Directions for this task: From the line that contains "structure or values." to the last line of the records below, retype each line exactly; leave out everything else.

Data under study:
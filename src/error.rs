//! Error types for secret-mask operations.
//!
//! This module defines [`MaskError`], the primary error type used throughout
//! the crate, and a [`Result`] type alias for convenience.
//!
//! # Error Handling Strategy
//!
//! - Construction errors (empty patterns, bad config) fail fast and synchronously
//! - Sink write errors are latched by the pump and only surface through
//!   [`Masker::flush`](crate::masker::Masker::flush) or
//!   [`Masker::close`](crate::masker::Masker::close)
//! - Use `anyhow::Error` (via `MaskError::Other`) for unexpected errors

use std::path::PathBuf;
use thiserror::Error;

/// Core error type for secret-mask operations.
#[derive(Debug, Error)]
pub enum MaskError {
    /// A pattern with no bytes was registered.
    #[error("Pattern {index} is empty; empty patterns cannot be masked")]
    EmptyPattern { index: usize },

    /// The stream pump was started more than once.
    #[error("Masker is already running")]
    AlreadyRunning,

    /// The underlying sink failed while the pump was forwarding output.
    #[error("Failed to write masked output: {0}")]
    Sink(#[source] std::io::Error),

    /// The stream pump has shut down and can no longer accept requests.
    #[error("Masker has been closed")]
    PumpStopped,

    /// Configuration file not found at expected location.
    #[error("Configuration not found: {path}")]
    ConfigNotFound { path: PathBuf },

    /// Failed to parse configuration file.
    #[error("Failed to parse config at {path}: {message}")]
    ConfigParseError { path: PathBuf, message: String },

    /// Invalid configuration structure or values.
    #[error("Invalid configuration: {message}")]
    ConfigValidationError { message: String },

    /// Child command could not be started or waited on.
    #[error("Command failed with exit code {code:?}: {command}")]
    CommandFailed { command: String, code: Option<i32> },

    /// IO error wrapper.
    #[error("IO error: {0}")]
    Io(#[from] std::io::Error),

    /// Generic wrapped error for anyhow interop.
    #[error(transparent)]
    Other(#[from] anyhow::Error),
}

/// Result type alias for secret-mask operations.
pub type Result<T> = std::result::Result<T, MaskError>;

Written solution:
    /// Invalid configuration structure or values.
    #[error("Invalid configuration: {message}")]
    ConfigValidationError { message: String },

    /// Child command could not be started or waited on.
    #[error("Command failed with exit code {code:?}: {command}")]
    CommandFailed { command: String, code: Option<i32> },

    /// IO error wrapper.
    #[error("IO error: {0}")]
    Io(#[from] std::io::Error),

    /// Generic wrapped error for anyhow interop.
    #[error(transparent)]
    Other(#[from] anyhow::Error),
}

/// Result type alias for secret-mask operations.
pub type Result<T> = std::result::Result<T, MaskError>;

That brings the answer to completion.